The Hidden Benefit Of Gaming: Better Vision?

POSTED BY Heather Johnson, UPDATED ON March 19th, 2023
The Hidden Benefit of Gaming: Better Vision?

Parents often bemoan their struggles of getting their children to spend less time gaming, and more time socializing and using their time productively. While spending too much time playing games is a problem, there may be a hidden benefit – recent research suggests that video games may actually improve sight. First-person shooter games such as Call of Duty, Battlefield 3, and Medal of Honor are immensely popular. It’s thought that the fast pace of these games helps to train the brain to track multiple objects at once. Let’s dive deep into the hidden benefit of gaming: better vision:

Potentially, this could mean that gamers are able to react quickly to fast-moving situations. The effect of other types of video games, such as The Sims, has also been studied. However, these do not appear to provide the same advantages to sight. However, the benefits of video games may go beyond helping people track more objects and react more quicker. Another study at McMaster University found hope for those who have had cataracts all their lives. The study involved 6 adults between 19 and 31 playing a 1st person-shooter game, for 40 hours over the course of a month.

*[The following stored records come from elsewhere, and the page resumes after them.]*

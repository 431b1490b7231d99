//! Display recent log entries from the application.

use crate::logging::get_log_dir;
use anyhow::anyhow;
use std::fs;
use std::path::{Path, PathBuf};

const DEFAULT_LINES: usize = 50;

/// Shows recent log entries from the application logs.
///
/// Displays the most recent log entries from the current day's log file.
/// If the log file doesn't exist, shows an informative message.
///
/// # Errors
/// - If the log directory cannot be determined
/// - If log files cannot be read
pub fn handle_logs() -> Result<(), anyhow::Error> {
    let log_dir = get_log_dir()?;

    if !log_dir.exists() {
        println!("Log directory does not exist yet: {}", log_dir.display());
        println!("Logs will be created when the application runs.");
        return Ok(());
    }

    // Find the most recent log file
    let Some(log_file) = find_latest_log(&log_dir)? else {
        println!("No log files found in: {}", log_dir.display());
        println!("Run 'cascade' or other commands to generate logs.");
        return Ok(());
    };

    // Read and display the log file
    let content = fs::read_to_string(&log_file)
        .map_err(|e| anyhow!("Failed to read log file: {e}"))?;

    if content.is_empty() {
        println!("Log file is empty: {}", log_file.display());
        return Ok(());
    }

    // Split into lines and show the last DEFAULT_LINES
    let lines: Vec<&str> = content.lines().collect();
    let start_index = lines.len().saturating_sub(DEFAULT_LINES);

    println!();
    if start_index > 0 {
        println!("Showing last {} of {} lines:", DEFAULT_LINES, lines.len());
    } else {
        println!("Showing all {} lines:", lines.len());
    }
    println!("Full log file at: {}", log_file.display());
    println!();

    for line in lines[start_index..].iter() {
        println!("{line}");
    }

    Ok(())
}

/// Finds the latest (most recently modified) log file in the directory.
fn find_latest_log(log_dir: &Path) -> Result<Option<PathBuf>, anyhow::Error> {
    let entries = fs::read_dir(log_dir)
        .map_err(|e| anyhow!("Failed to read log directory: {e}"))?;

    let mut latest_file: Option<(PathBuf, std::time::SystemTime)> = None;

    for entry in entries {
        let entry = entry.map_err(|e| anyhow!("Failed to read directory entry: {e}"))?;
        let path = entry.path();

        // Only consider files with cascade.log in their name
        if !path
            .file_name()
            .and_then(|n| n.to_str())
            .is_some_and(|n| n.contains("cascade.log"))
        {
            continue;
        }

        if let Ok(metadata) = fs::metadata(&path) {
            if let Ok(modified) = metadata.modified() {
                let newer = latest_file
                    .as_ref()
                    .is_none_or(|(_, latest)| modified > *latest);
                if newer {
                    latest_file = Some((path, modified));
                }
            }
        }
    }

    Ok(latest_file.map(|(path, _)| path))
}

Though a small sample, the result was that the participants’ vision improved so that they could read an additional one to two lines on an optician’s chart. They also saw an improvement in their ability to distinguish between faces and could track the direction of moving dots.

It’s estimated that for every 10,000 births, between 1 and 6 are identified as having cataracts. While treatment is available, there is always a possibility of visual impairment, and gaming could potentially help reduce this. Light can still enter the eyes of a person with a cataract, but it clouds their vision and prevents them from seeing details.

Despite the test, there was a concern that the people participating may become addicted. To prevent this, they were told to play no more than 2 hours a day, 5 days a week.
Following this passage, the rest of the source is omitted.